:: MATERIAL FOR THE TASK ::

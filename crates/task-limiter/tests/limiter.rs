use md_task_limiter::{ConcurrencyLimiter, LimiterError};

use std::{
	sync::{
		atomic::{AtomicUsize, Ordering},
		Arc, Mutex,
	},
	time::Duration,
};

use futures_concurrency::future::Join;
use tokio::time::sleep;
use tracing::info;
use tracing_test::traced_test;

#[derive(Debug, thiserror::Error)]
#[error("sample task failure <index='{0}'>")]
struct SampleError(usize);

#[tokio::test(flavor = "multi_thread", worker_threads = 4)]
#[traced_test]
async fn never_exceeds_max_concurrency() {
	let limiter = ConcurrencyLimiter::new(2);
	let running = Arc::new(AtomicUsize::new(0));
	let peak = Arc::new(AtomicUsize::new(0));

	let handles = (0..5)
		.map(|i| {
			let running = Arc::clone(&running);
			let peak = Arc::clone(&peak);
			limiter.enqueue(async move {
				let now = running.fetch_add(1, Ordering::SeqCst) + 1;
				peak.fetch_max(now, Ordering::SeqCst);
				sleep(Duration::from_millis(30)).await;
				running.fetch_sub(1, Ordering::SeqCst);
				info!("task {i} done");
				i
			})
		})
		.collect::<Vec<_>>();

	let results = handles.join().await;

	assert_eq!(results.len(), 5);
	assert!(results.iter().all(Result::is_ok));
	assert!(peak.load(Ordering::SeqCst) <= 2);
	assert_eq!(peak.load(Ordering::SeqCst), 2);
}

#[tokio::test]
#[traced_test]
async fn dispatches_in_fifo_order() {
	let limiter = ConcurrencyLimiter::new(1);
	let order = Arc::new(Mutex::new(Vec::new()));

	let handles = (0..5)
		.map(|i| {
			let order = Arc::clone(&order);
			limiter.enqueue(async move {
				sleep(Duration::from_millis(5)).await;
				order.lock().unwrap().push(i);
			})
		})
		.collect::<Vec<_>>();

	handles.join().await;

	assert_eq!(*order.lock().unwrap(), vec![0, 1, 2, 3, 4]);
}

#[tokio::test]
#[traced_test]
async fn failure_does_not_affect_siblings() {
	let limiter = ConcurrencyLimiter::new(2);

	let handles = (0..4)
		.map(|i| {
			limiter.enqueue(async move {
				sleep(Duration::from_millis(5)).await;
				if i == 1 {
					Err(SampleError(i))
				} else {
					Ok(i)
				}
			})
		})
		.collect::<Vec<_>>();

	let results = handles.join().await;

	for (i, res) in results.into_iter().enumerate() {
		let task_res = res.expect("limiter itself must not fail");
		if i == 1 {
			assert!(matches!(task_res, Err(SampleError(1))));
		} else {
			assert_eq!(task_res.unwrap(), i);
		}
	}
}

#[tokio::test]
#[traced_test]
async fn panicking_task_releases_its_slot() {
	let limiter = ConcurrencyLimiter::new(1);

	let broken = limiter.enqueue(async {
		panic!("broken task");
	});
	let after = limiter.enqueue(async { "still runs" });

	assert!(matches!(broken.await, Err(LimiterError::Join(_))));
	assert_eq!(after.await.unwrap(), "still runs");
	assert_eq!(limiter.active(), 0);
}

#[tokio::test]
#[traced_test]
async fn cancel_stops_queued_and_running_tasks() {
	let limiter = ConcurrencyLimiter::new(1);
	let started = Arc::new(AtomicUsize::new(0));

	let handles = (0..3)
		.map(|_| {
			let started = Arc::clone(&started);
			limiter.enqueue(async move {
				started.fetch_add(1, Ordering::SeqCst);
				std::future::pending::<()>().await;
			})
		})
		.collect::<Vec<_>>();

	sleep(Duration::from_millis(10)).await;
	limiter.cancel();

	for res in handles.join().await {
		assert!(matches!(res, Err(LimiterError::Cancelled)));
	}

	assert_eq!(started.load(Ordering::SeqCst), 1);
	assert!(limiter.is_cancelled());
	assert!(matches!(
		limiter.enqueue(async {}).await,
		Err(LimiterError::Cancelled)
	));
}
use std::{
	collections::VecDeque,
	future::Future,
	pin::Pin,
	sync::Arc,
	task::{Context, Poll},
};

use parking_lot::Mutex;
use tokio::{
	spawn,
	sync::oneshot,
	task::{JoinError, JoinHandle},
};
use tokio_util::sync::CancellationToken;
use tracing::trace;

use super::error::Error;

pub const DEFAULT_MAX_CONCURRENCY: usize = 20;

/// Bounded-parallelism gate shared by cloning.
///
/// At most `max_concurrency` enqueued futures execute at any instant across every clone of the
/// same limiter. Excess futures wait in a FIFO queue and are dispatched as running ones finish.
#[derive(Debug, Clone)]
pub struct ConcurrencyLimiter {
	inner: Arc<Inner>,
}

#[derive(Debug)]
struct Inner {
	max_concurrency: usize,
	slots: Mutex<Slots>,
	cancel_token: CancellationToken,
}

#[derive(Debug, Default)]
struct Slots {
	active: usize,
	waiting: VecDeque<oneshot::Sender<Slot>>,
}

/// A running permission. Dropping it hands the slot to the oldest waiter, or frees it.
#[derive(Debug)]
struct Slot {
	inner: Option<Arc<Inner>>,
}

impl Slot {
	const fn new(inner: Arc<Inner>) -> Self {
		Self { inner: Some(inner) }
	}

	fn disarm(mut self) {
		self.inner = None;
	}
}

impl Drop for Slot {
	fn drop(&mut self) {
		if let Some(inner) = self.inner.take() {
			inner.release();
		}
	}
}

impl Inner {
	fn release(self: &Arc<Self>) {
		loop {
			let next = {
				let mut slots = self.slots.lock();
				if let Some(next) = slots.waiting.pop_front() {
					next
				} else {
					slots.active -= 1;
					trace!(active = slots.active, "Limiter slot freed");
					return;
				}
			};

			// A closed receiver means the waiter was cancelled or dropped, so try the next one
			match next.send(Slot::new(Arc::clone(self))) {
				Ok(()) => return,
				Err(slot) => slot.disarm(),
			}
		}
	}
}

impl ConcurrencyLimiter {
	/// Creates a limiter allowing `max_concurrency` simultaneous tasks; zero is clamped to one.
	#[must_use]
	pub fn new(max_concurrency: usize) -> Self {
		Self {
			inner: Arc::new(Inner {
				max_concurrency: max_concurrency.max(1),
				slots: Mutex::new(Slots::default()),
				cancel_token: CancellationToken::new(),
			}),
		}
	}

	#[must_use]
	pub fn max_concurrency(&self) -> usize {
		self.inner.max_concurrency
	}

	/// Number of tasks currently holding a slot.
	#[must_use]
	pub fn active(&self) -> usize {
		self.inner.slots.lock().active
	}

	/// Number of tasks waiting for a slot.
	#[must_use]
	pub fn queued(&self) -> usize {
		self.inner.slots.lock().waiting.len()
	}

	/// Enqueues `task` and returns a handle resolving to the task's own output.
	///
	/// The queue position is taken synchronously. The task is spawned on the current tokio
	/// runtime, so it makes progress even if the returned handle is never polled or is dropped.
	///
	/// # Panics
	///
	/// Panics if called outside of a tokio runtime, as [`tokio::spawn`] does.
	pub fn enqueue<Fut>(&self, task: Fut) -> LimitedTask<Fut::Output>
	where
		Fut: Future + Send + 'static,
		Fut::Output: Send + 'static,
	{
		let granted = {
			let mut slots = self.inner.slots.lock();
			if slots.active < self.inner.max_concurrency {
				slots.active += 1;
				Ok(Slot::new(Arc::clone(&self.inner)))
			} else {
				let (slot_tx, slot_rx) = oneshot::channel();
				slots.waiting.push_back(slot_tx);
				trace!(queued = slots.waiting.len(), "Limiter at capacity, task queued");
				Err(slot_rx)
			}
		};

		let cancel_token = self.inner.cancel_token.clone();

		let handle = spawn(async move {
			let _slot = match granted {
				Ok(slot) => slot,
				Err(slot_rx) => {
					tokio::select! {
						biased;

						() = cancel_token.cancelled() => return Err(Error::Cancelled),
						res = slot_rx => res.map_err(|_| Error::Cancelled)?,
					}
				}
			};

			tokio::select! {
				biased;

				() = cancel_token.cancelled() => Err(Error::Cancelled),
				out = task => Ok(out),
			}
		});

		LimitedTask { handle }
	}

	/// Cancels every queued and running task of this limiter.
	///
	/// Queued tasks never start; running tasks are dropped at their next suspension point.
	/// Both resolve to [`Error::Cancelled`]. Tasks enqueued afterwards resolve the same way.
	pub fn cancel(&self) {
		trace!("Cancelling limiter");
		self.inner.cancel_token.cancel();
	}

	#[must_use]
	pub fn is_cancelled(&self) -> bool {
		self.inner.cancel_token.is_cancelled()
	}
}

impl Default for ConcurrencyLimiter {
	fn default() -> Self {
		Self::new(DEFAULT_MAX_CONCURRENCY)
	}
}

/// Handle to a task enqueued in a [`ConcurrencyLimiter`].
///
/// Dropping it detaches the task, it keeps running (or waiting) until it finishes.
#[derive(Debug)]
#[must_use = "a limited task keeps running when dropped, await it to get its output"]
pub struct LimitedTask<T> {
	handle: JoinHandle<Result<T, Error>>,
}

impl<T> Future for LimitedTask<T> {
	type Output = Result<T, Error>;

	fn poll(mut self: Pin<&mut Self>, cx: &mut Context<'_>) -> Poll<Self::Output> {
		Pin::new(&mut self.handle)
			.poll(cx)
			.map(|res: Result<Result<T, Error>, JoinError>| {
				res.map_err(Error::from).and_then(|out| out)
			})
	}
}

:::

-- WORK INSTRUCTION --
Exactly those lines that run from the start of the listing to the line containing "running.fetch_sub(1, Ordering::SeqCst);" should be output, and no others.

-- ANSWER TO THIS PROBLEM --
filename crates/task-limiter/tests/limiter.rs
use md_task_limiter::{ConcurrencyLimiter, LimiterError};

use std::{
	sync::{
		atomic::{AtomicUsize, Ordering},
		Arc, Mutex,
	},
	time::Duration,
};

use futures_concurrency::future::Join;
use tokio::time::sleep;
use tracing::info;
use tracing_test::traced_test;

#[derive(Debug, thiserror::Error)]
#[error("sample task failure <index='{0}'>")]
struct SampleError(usize);

#[tokio::test(flavor = "multi_thread", worker_threads = 4)]
#[traced_test]
async fn never_exceeds_max_concurrency() {
	let limiter = ConcurrencyLimiter::new(2);
	let running = Arc::new(AtomicUsize::new(0));
	let peak = Arc::new(AtomicUsize::new(0));

	let handles = (0..5)
		.map(|i| {
			let running = Arc::clone(&running);
			let peak = Arc::clone(&peak);
			limiter.enqueue(async move {
				let now = running.fetch_add(1, Ordering::SeqCst) + 1;
				peak.fetch_max(now, Ordering::SeqCst);
				sleep(Duration::from_millis(30)).await;
				running.fetch_sub(1, Ordering::SeqCst);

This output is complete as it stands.